At Biotiful, we’re on a campaign to teach people that a healthy morning routine doesn’t have to cost the world, nor does it require a huge commitment in terms of time and energy. In our latest blog, we’re going to share some super simple tips around nutrition, hydration and mindfulness that could form the backbone of your new healthy morning routine.
Nutrition
Breakfast is often called the most important meal of the day, yet studies indicate 38% of adults skip breakfast, citing reasons such as lack of time or no appetite first thing in the morning.
The reality is that a nutritious breakfast doesn’t need to require hours of prep, nor does it need to leave you feeling like you're about to burst! Here are some light, healthy breakfast options that won’t take up too much of your morning and will become a key part of your healthy morning routine.
Kefir yogurts
Yogurt-based breakfasts are a great option. They’re quick, healthy, filling, and best of all, they can be tweaked and tailored to your taste buds. A simple swap you can make to benefit your health and set you up right for the day is to change your usual yogurt for Kefir yogurt, an alternative packed full of live cultures that fuel your gut and support your overall health.
High in protein and available in many different flavours, Biotiful Kefir is a real winner. Combine with fresh fruit, nuts, honey, granola or chia seeds for a quick, easy, nutritious breakfast and the perfect start to a healthy morning routine.
Overnight oats
If you’re looking for a healthy breakfast option that can be prepared the night before, overnight oats are the perfect solution. Simply combine oats with our Kefir drink and leave overnight. Then, in the morning, add your choice of toppings; popular overnight oats ingredients include fruit, cinnamon, honey, peanut butter and dark chocolate. Oats are a great breakfast food because they keep you full all morning and help to balance blood sugar, so you will have consistent energy right through to lunch time.
Hydration
Alongside a nutritious breakfast, you should kickstart your body’s rehydration as part of your healthy morning routine. The easiest way to do so is to have a glass of water with your breakfast, or even before you sit down to eat. Many studies show that drinking water as soon as you wake up can boost metabolism, increase alertness and support the digestive system.
Gentle movement
Getting your body moving in a morning can help to wake you up both physically and mentally, but this doesn’t have to mean a gruelling gym session. There are various ways you can incorporate morning movement in your new healthy morning routine that don’t take up too much of your time.

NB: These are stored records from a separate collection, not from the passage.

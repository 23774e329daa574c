//! Per-expiration rollups over a chain: open interest, volume, near-the-money
//! volatility, implied move and the max-pain heuristic.

use chrono::NaiveDate;
use rust_decimal::prelude::ToPrimitive;
use rust_decimal::Decimal;
use serde::{Deserialize, Serialize};
use std::collections::BTreeMap;
use std::fmt;
use std::str::FromStr;

use sb_types::{validation_error, SbError};

use crate::chain::OptionsChain;
use crate::contract::Contract;

/// Share of the combined near-the-money premium taken as the expected move.
pub const IMPLIED_MOVE_FACTOR: f64 = 0.85;

/// Rollup for one side (calls or puts) of one expiration.
#[derive(Debug, Clone, Copy, Default, PartialEq, Serialize, Deserialize)]
pub struct MetricsPoint {
    pub implied_move: f64,
    pub ntm_implied_volatility: f64,
    pub total_volume: u64,
    pub total_open_interest: u64,
    pub open_interest_value: f64,
    pub maximum_pain: f64,
}

/// Selectable aggregate metric.
#[derive(Debug, Clone, Copy, PartialEq, Eq, Hash, Serialize, Deserialize)]
#[serde(rename_all = "snake_case")]
pub enum MetricKind {
    ImpliedMove,
    NtmImpliedVolatility,
    TotalVolume,
    TotalOpenInterest,
    OpenInterestValue,
    MaximumPain,
}

impl MetricKind {
    pub const ALL: [MetricKind; 6] = [
        MetricKind::ImpliedMove,
        MetricKind::NtmImpliedVolatility,
        MetricKind::TotalVolume,
        MetricKind::TotalOpenInterest,
        MetricKind::OpenInterestValue,
        MetricKind::MaximumPain,
    ];

    pub fn key(&self) -> &'static str {
        match self {
            MetricKind::ImpliedMove => "implied_move",
            MetricKind::NtmImpliedVolatility => "ntm_implied_volatility",
            MetricKind::TotalVolume => "total_volume",
            MetricKind::TotalOpenInterest => "total_open_interest",
            MetricKind::OpenInterestValue => "open_interest_value",
            MetricKind::MaximumPain => "maximum_pain",
        }
    }

    pub fn name(&self) -> &'static str {
        match self {
            MetricKind::ImpliedMove => "Implied Move",
            MetricKind::NtmImpliedVolatility => "NTM Implied Volatility",
            MetricKind::TotalVolume => "Total Volume",
            MetricKind::TotalOpenInterest => "Total Open Interest",
            MetricKind::OpenInterestValue => "Open Interest Value",
            MetricKind::MaximumPain => "Maximum Pain",
        }
    }
}

impl fmt::Display for MetricKind {
    fn fmt(&self, f: &mut fmt::Formatter<'_>) -> fmt::Result {
        f.write_str(self.name())
    }
}

impl FromStr for MetricKind {
    type Err = SbError;

    fn from_str(s: &str) -> Result<Self, Self::Err> {
        MetricKind::ALL
            .into_iter()
            .find(|kind| kind.key() == s)
            .ok_or_else(|| validation_error!("Unknown metric: {}", s))
    }
}

impl MetricsPoint {
    pub fn get(&self, kind: MetricKind) -> f64 {
        match kind {
            MetricKind::ImpliedMove => self.implied_move,
            MetricKind::NtmImpliedVolatility => self.ntm_implied_volatility,
            MetricKind::TotalVolume => self.total_volume as f64,
            MetricKind::TotalOpenInterest => self.total_open_interest as f64,
            MetricKind::OpenInterestValue => self.open_interest_value,
            MetricKind::MaximumPain => self.maximum_pain,
        }
    }
}

/// Call and put rollups for one expiration date.
#[derive(Debug, Clone, Copy, Default, PartialEq, Serialize, Deserialize)]
pub struct ExpirationMetrics {
    pub call: MetricsPoint,
    pub put: MetricsPoint,
}

impl ExpirationMetrics {
    /// Put value over call value; `None` when the call side is zero.
    pub fn put_call_ratio(&self, kind: MetricKind) -> Option<f64> {
        let call = self.call.get(kind);
        (call != 0.0).then(|| self.put.get(kind) / call)
    }

    /// Spot price range implied by the expected move.
    pub fn implied_range(&self, spot: f64) -> (f64, f64) {
        let movement = self.call.implied_move;
        (spot - movement, spot + movement)
    }
}

/// Running state for one side's pass over its contracts.
struct SidePass {
    point: MetricsPoint,
    ntm_spread: Option<f64>,
    ntm_mark: f64,
    running_mark: f64,
}

impl SidePass {
    fn new() -> Self {
        Self {
            point: MetricsPoint::default(),
            ntm_spread: None,
            ntm_mark: 0.0,
            running_mark: 0.0,
        }
    }

    /// Fold one contract in and return the running mark total.
    fn add(&mut self, contract: &Contract, spot: f64) -> f64 {
        let mark = contract.mark.unwrap_or(0.0);
        let open_interest = contract.open_interest.unwrap_or(0);

        self.point.total_open_interest += open_interest;
        self.point.total_volume += contract.volume.unwrap_or(0);
        self.point.open_interest_value += open_interest as f64 * mark;

        let spread = (contract.strike_f64() - spot).abs();
        if self.ntm_spread.map_or(true, |best| spread < best) {
            self.ntm_spread = Some(spread);
            self.point.ntm_implied_volatility = contract.implied_volatility.unwrap_or(0.0);
            self.ntm_mark = mark;
        }

        self.running_mark += mark;
        self.running_mark
    }
}

fn by_strike<'a>(mut contracts: Vec<&'a Contract>) -> Vec<&'a Contract> {
    contracts.sort_by(|a, b| a.strike.cmp(&b.strike));
    contracts
}

fn expiration_metrics(chain: &OptionsChain, date: NaiveDate, multiplier: f64) -> ExpirationMetrics {
    use crate::contract::OptionKind::{Call, Put};

    let spot = chain.spot_price;
    let calls = by_strike(chain.contracts_at(date, Call));
    let puts = by_strike(chain.contracts_at(date, Put));

    // calls accumulate from the low strikes up, puts from the high strikes down
    let mut sums_at_strike: BTreeMap<Decimal, f64> = BTreeMap::new();
    let mut call_pass = SidePass::new();
    for contract in &calls {
        let running = call_pass.add(contract, spot);
        sums_at_strike.insert(contract.strike, running);
    }

    let mut put_pass = SidePass::new();
    for contract in puts.iter().rev() {
        let running = put_pass.add(contract, spot);
        if let Some(sum) = sums_at_strike.get_mut(&contract.strike) {
            *sum += running;
        }
    }

    let mut maximum_pain = 0.0;
    let mut highest: Option<f64> = None;
    for (strike, sum) in &sums_at_strike {
        if highest.map_or(true, |best| *sum > best) {
            highest = Some(*sum);
            maximum_pain = strike.to_f64().unwrap_or(0.0);
        }
    }

    let implied_move = (call_pass.ntm_mark + put_pass.ntm_mark) * IMPLIED_MOVE_FACTOR * multiplier;

    let mut call = call_pass.point;
    let mut put = put_pass.point;
    call.implied_move = implied_move;
    put.implied_move = implied_move;
    call.maximum_pain = maximum_pain;
    put.maximum_pain = maximum_pain;

    ExpirationMetrics { call, put }
}

/// Aggregate metrics for every expiration in the chain, keyed by date.
///
/// Contracts missing from the chain are skipped; missing marks, volumes and
/// open interest count as zero.
pub fn aggregate_metrics(chain: &OptionsChain, multiplier: f64) -> BTreeMap<NaiveDate, ExpirationMetrics> {
    chain
        .expirations()
        .into_iter()
        .map(|date| (date, expiration_metrics(chain, date, multiplier)))
        .collect()
}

For example, going for a morning stroll after breakfast is a great way to aid digestion while simultaneously waking up your joints and stimulating the brain. If you’re looking for something that can be done in the comfort of your own home, yoga, pilates or any form of gentle stretching can easily be scaled depending on how much time you have on your hands.
Mindfulness
A healthy morning isn’t all about your body, the final piece of your healthy morning routine puzzle comes in the form of your mental health. While fueling, hydrating and moving your body is important, there are a number of simple ways you can introduce mindfulness into your morning.
Journaling
Journaling can be a great tool to help you set yourself up for the day and go out into the world feeling positive and prepared. This can be as simple as taking ten minutes to plan out your day, so if you’re new to journaling, make a to-do list of all the things you have on that day whether work or life related. This can bring structure to your day and help you feel organised. Similarly, journaling could involve writing down things you achieved the previous day or making a note of anything you're grateful for in life at the moment to help bring a wave of positivity to your morning.
Meditation
Another way to bring a touch of mindfulness to your morning is by introducing meditation. Mornings can easily become hectic, especially if you have to deal with getting kids ready for school or making breakfast for your household. If you do find your morning routine becoming somewhat chaotic, finding a quiet corner of your home and taking ten minutes to simply breathe can ensure the chaos doesn’t spread to your mind.
Phone ban
Many of us are guilty of reaching for our phones the moment we wake up. However, studies have shown that screen time in the first hour of the day can negatively impact our mental health as well as our brain functioning, which can disrupt your new healthy morning routine. Instead, try to establish a new routine that involves getting your news from other sources and checking your messages later on in the morning.
Final thoughts
A healthy morning routine doesn’t have to be complex or costly, and most people should be able to work the simple steps mentioned above into their mornings. Doing so should see you benefit from a more energised body and a more focused mind. So why not join us by levelling up your morning routine and trying out some of the things mentioned above?